The same thing could be said about the Framers, who--for all their warts and prejudices--understood with far more clarity than we show today, that the interplay of forces within our society is best nudged and managed rather than directed or commanded, but that the question of how much power to use on a problem or which level of government gets to wield that power should be an ongoing negotiation rather than a position of ideological certitude.
That's your long-winded, deeply philosophical, possibly bullshit pretentious intellectual post for the day.
Comments
One concluding comment of yours especially stands out for me: "... but that the question of how much power to use on a problem or which level of government gets to wield that power should be an ongoing negotiation rather than a position of ideological certitude."Would that our leaders and the everyday common man internalize this democratic gem and use it to enable judicious progress to occur to our mutual benefit!
Thank you, Steve!
Perry Hood
Perry Hood
So it's just like today's Congress.
"The collapse was--viewed in the long term--not a function of any particular decision to regulate this or let that go unmonitored, but rather the fact that overly complex nonlinear systems often seem to self-simplify by going ... BOOM ... occasionally."
Isn't this the invisible hand in reverse...a positing of an invisible hand getting paralyzed? As such, it sounds overly mystical to me.
Unfortunately, in one sense, you're right. if I try to excerpt down the science of nonlinear systems in a paragraph or two, it's going to "sound" mystical. I've done enough reading, including the math, to convince me that there is a lot to this science. But, having said that, how do I convince somebody who hasn't or will not do the reading, especially since a lot of this material is counterintuitive.
There is a significant difference, however, between the suggestion in the emergent network theory that beyond a certain level of complexity nonlinear systems have a tendency to undergo a phase change that most often manifests in collapse and the 18th century "Dead hand."

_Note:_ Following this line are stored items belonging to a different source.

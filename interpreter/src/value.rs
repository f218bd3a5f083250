use std::collections::HashMap;

use num::{BigInt, Zero};
use num_traits::ToPrimitive;

use crate::{
    error::Error,
    identifier::{is_identifier, Identifier},
    parser::{to_postfix, validate, Operator},
};

pub type Variables = HashMap<Identifier, BigInt>;

/// Parses a decimal integer with an optional leading sign.
///
/// Stricter than `BigInt`'s own `FromStr`, which also accepts `_` separators.
pub fn parse_integer(s: &str) -> Option<BigInt> {
    let digits = s.strip_prefix(['+', '-']).unwrap_or(s);
    if digits.is_empty() || !digits.bytes().all(|b| b.is_ascii_digit()) {
        return None;
    }
    s.parse().ok()
}

/// `^` goes through `f64` and saturates into `i32`, so large results are
/// clamped and fractional results (negative exponents) truncate toward zero.
fn pow(base: &BigInt, exp: &BigInt) -> BigInt {
    let base = base.to_f64().unwrap_or(f64::NAN);
    let exp = exp.to_f64().unwrap_or(f64::NAN);
    BigInt::from(base.powf(exp) as i32)
}

impl Operator {
    /// Applies the operator, `/` truncating toward zero.
    pub fn apply(&self, left: &BigInt, right: &BigInt) -> Result<BigInt, Error> {
        Ok(match self {
            Operator::Add => left + right,
            Operator::Sub => left - right,
            Operator::Mul => left * right,
            Operator::Div => {
                if right.is_zero() {
                    return Err(Error::DivisionByZero);
                }
                left / right
            }
            Operator::Pow => pow(left, right),
        })
    }
}

/// Evaluates a space separated postfix expression.
///
/// The stack starts out holding a single zero, which gives a dangling unary
/// operator (as in `(-2)`) something to work against.
pub fn evaluate(postfix: &str, variables: &Variables) -> Result<BigInt, Error> {
    profiling::scope!("evaluate");
    let mut stack = vec![BigInt::zero()];
    for atom in postfix.split_whitespace() {
        if is_identifier(atom) {
            let value = variables.get(atom).ok_or(Error::UnknownVariable)?;
            stack.push(value.clone());
        } else if let Some(op) = Operator::from_atom(atom) {
            let (Some(right), Some(left)) = (stack.pop(), stack.pop()) else {
                return Err(Error::InvalidExpression);
            };
            stack.push(op.apply(&left, &right)?);
        } else {
            stack.push(parse_integer(atom).ok_or(Error::InvalidExpression)?);
        }
    }
    stack.pop().ok_or(Error::InvalidExpression)
}

/// Validates, converts and evaluates an infix expression.
pub fn calculate(expression: &str, variables: &Variables) -> Result<BigInt, Error> {
    if !validate(expression) {
        return Err(Error::InvalidExpression);
    }
    evaluate(&to_postfix(expression), variables)
}

#[cfg(test)]
mod tests {
    use super::*;

    fn int(n: i64) -> BigInt {
        BigInt::from(n)
    }

    fn vars(pairs: &[(&str, i64)]) -> Variables {
        pairs
            .iter()
            .map(|(name, value)| (Identifier::parse(name).unwrap(), int(*value)))
            .collect()
    }

    #[test]
    fn integers() {
        assert_eq!(parse_integer("42"), Some(int(42)));
        assert_eq!(parse_integer("-42"), Some(int(-42)));
        assert_eq!(parse_integer("+7"), Some(int(7)));
        assert_eq!(parse_integer("007"), Some(int(7)));
        assert_eq!(parse_integer(""), None);
        assert_eq!(parse_integer("-"), None);
        assert_eq!(parse_integer("1_000"), None);
        assert_eq!(parse_integer("12a"), None);
        assert_eq!(parse_integer("1-2"), None);
        assert_eq!(parse_integer("--1"), None);
        assert_eq!(parse_integer(" 1"), None);
    }

    #[test]
    fn big_integers() {
        let big = "123456789012345678901234567890";
        let value = calculate(&format!("{big} * 10 + 1"), &Variables::new()).unwrap();
        assert_eq!(value.to_string(), "1234567890123456789012345678901");
    }

    #[test]
    fn precedence() {
        let empty = Variables::new();
        assert_eq!(calculate("2 + 3 * 4", &empty), Ok(int(14)));
        assert_eq!(calculate("(2 + 3) * 4", &empty), Ok(int(20)));
        assert_eq!(calculate("8 * 3 + 12 * (4 - 2)", &empty), Ok(int(48)));
        assert_eq!(calculate("2 - 3 - 4", &empty), Ok(int(-5)));
        assert_eq!(calculate("2 * 3 ^ 2", &empty), Ok(int(18)));
    }

    #[test]
    fn power_goes_left_to_right() {
        let empty = Variables::new();
        // (2 ^ 3) ^ 2 rather than 2 ^ (3 ^ 2)
        assert_eq!(calculate("2 ^ 3 ^ 2", &empty), Ok(int(64)));
    }

    #[test]
    fn power_through_floats() {
        let empty = Variables::new();
        assert_eq!(calculate("2 ^ 10", &empty), Ok(int(1024)));
        assert_eq!(calculate("2 ^ 0", &empty), Ok(int(1)));
        assert_eq!(calculate("2 ^ (0 - 1)", &empty), Ok(int(0)));
        assert_eq!(calculate("0 ^ (0 - 1)", &empty), Ok(int(i32::MAX as i64)));
        assert_eq!(calculate("2 ^ 40", &empty), Ok(int(i32::MAX as i64)));
        assert_eq!(calculate("(0 - 2) ^ 41", &empty), Ok(int(i32::MIN as i64)));
        assert_eq!(calculate("(0 - 3) ^ 3", &empty), Ok(int(-27)));
    }

    #[test]
    fn division_truncates_toward_zero() {
        let empty = Variables::new();
        assert_eq!(calculate("7 / 2", &empty), Ok(int(3)));
        assert_eq!(calculate("-7 / 2", &empty), Ok(int(-3)));
        assert_eq!(calculate("7 / (0 - 2)", &empty), Ok(int(-3)));
        assert_eq!(calculate("(0 - 7) / (0 - 2)", &empty), Ok(int(3)));
    }

    #[test]
    fn division_by_zero() {
        let empty = Variables::new();
        assert_eq!(calculate("1 / 0", &empty), Err(Error::DivisionByZero));
        assert_eq!(calculate("1 / (2 - 2)", &empty), Err(Error::DivisionByZero));
    }

    #[test]
    fn sign_folding() {
        let empty = Variables::new();
        assert_eq!(calculate("3--2", &empty), Ok(int(5)));
        assert_eq!(calculate("3++2", &empty), Ok(int(5)));
        assert_eq!(calculate("3---2", &empty), Ok(int(1)));
        assert_eq!(calculate("3 - -2", &empty), Ok(int(5)));
        assert_eq!(calculate("-5", &empty), Ok(int(-5)));
        assert_eq!(calculate("1 + (-2)", &empty), Ok(int(-1)));
    }

    #[test]
    fn mixed_signs() {
        let empty = Variables::new();
        // "3 - 2 +" runs against the seeded zero: (0 - 3) + 2.
        assert_eq!(calculate("3-+2", &empty), Ok(int(-1)));
        assert_eq!(calculate("3+-2", &empty), Ok(int(1)));
    }

    #[test]
    fn sign_after_operator() {
        let empty = Variables::new();
        // The sign pops the `/` early, leaving "7 / 2 -": (0 / 7) - 2.
        assert_eq!(calculate("7 / -2", &empty), Ok(int(-2)));
        // "2 3 - -": the inner sign leaves -1 above the seeded zero, which the
        // outer `-` then consumes, giving 0 - (-1).
        assert_eq!(calculate("2 - (-3)", &empty), Ok(int(1)));
    }

    #[test]
    fn variables() {
        let defines = vars(&[("a", 5), ("b", 5), ("Count", -2)]);
        assert_eq!(calculate("a+b*2", &defines), Ok(int(15)));
        assert_eq!(calculate("a * Count", &defines), Ok(int(-10)));
        assert_eq!(calculate("-a", &defines), Ok(int(-5)));
        assert_eq!(calculate("count", &defines), Err(Error::UnknownVariable));
    }

    #[test]
    fn unknown_variable() {
        assert_eq!(evaluate("x 1 +", &Variables::new()), Err(Error::UnknownVariable));
        assert_eq!(calculate("x+1", &Variables::new()), Err(Error::UnknownVariable));
    }

    #[test]
    fn invalid() {
        let empty = Variables::new();
        assert_eq!(calculate("2 +", &empty), Err(Error::InvalidExpression));
        assert_eq!(calculate(")(", &empty), Err(Error::InvalidExpression));
        assert_eq!(calculate("--5", &empty), Err(Error::InvalidExpression));
        // Passes validation by parenthesis count only.
        assert_eq!(calculate("2+)3(", &empty), Err(Error::InvalidExpression));
        assert_eq!(evaluate("+ +", &empty), Err(Error::InvalidExpression));
    }
}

His emphasis is not new, although for western Occidental readers, it may appear like a breath of fresh air.
The Eastern philosophies have as far as I know, embraced this intertwining of what at first glance, appears to be two threads going in opposite directions, but in reality, are just parts of a wonderful tapestry....
And from my humble perspective, in Jesus's own words, I believe he too grasped the significance of what is proposed herein...

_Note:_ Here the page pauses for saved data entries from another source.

use std::{fmt::Display, sync::LazyLock};

use itertools::Itertools;
use regex::Regex;

#[derive(Clone, Copy, PartialEq, Eq, Hash, Debug)]
pub enum Operator {
    Add,
    Sub,
    Mul,
    Div,
    Pow,
}

impl Operator {
    pub fn from_char(c: char) -> Option<Self> {
        match c {
            '+' => Some(Operator::Add),
            '-' => Some(Operator::Sub),
            '*' => Some(Operator::Mul),
            '/' => Some(Operator::Div),
            '^' => Some(Operator::Pow),
            _ => None,
        }
    }

    /// Parses a whole postfix atom, which must be exactly one operator character.
    pub fn from_atom(atom: &str) -> Option<Self> {
        let mut chars = atom.chars();
        match (chars.next(), chars.next()) {
            (Some(c), None) => Operator::from_char(c),
            _ => None,
        }
    }

    pub const fn as_char(&self) -> char {
        match self {
            Operator::Add => '+',
            Operator::Sub => '-',
            Operator::Mul => '*',
            Operator::Div => '/',
            Operator::Pow => '^',
        }
    }

    pub const fn precedence(&self) -> u8 {
        match self {
            Operator::Add | Operator::Sub => 0,
            Operator::Mul | Operator::Div => 1,
            Operator::Pow => 2,
        }
    }
}

impl Display for Operator {
    fn fmt(&self, f: &mut std::fmt::Formatter<'_>) -> std::fmt::Result {
        write!(f, "{}", self.as_char())
    }
}

// Operands are runs of digits or runs of letters, never a mix of the two.
static EXPRESSION: LazyLock<Regex> = LazyLock::new(|| {
    Regex::new(
        r"^\(*[+-]?(?-u:\s)?(?:[0-9]+|[a-zA-Z]+)(?:(?-u:\s)?(?:[+-]+|[*/^])(?-u:\s)?[()]*[+-]?(?:[0-9]+|[a-zA-Z]+)[()]*)*$",
    )
    .expect("expression grammar is a valid regex")
});

/// Checks the token grammar and that `(` and `)` occur equally often.
///
/// Only the counts are compared, not the nesting.
pub fn validate(expression: &str) -> bool {
    profiling::scope!("validate");
    let counts = expression
        .chars()
        .filter(|c| matches!(c, '(' | ')'))
        .counts();
    counts.get(&'(') == counts.get(&')') && EXPRESSION.is_match(expression)
}

fn is_symbol(c: char) -> bool {
    matches!(c, '(' | ')') || Operator::from_char(c).is_some()
}

#[derive(Clone, Copy, PartialEq, Debug)]
enum Pending {
    Operator(Operator),
    Open,
}

fn emit(result: &mut String, op: Operator) {
    result.push(op.as_char());
    result.push(' ');
}

/// Converts an already validated infix expression to space separated postfix.
///
/// A leading sign is applied against an implicit zero. Runs of the same sign
/// are folded into the operator on top of the stack: every repeated `-` flips
/// it, a repeated `+` leaves it alone. Equal precedence always pops first, so
/// `^` is left-associative like the rest.
pub fn to_postfix(expression: &str) -> String {
    profiling::scope!("to_postfix");
    let infix = if expression.trim().starts_with(['+', '-']) {
        format!("0 {expression}")
    } else {
        expression.to_string()
    };

    let mut result = String::new();
    let mut stack: Vec<Pending> = Vec::new();
    let mut last: Option<char> = None;

    for symbol in infix.chars() {
        if is_symbol(symbol) {
            let top = stack.last().copied();
            if top.is_some() && last == Some(symbol) && matches!(symbol, '+' | '-') {
                if symbol == '-' {
                    if let Some(Pending::Operator(op @ (Operator::Add | Operator::Sub))) =
                        stack.last_mut()
                    {
                        *op = if *op == Operator::Add {
                            Operator::Sub
                        } else {
                            Operator::Add
                        };
                    }
                }
            } else if symbol == '(' {
                stack.push(Pending::Open);
            } else if symbol == ')' {
                // Closes the nearest `(`; with nothing open it is dropped.
                while let Some(pending) = stack.pop() {
                    match pending {
                        Pending::Open => break,
                        Pending::Operator(op) => emit(&mut result, op),
                    }
                }
            } else if let None | Some(Pending::Open) = top {
                if let Some(op) = Operator::from_char(symbol) {
                    stack.push(Pending::Operator(op));
                }
            } else if let (Some(op), Some(Pending::Operator(top))) = (Operator::from_char(symbol), top)
            {
                if op.precedence() <= top.precedence() {
                    while let Some(&Pending::Operator(top)) = stack.last() {
                        if op.precedence() > top.precedence() {
                            break;
                        }
                        stack.pop();
                        emit(&mut result, top);
                    }
                }
                stack.push(Pending::Operator(op));
            }
        } else if symbol != ' ' {
            if !result.is_empty() && last.is_some_and(|c| !is_symbol(c)) {
                result.truncate(result.trim_end().len());
            }
            result.push(symbol);
            result.push(' ');
        }
        if symbol != ' ' {
            last = Some(symbol);
        }
    }

    while let Some(pending) = stack.pop() {
        match pending {
            Pending::Operator(op) => emit(&mut result, op),
            Pending::Open => result.push_str("( "),
        }
    }

    result.trim().to_string()
}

And as one single fortunate person, I have had the opportunity to hear such from those living long lives, who were still sharp enough to educate and pass down their insights, on how things "really" work out.. They too, supported this vision.
So I offer my endorsement of his viewpoint, as well as too your subsequent thoughts as well... Perhaps some may call it wisdom; I would call it just seeing things as they are....
Thanks for writing it. It was refreshing to read.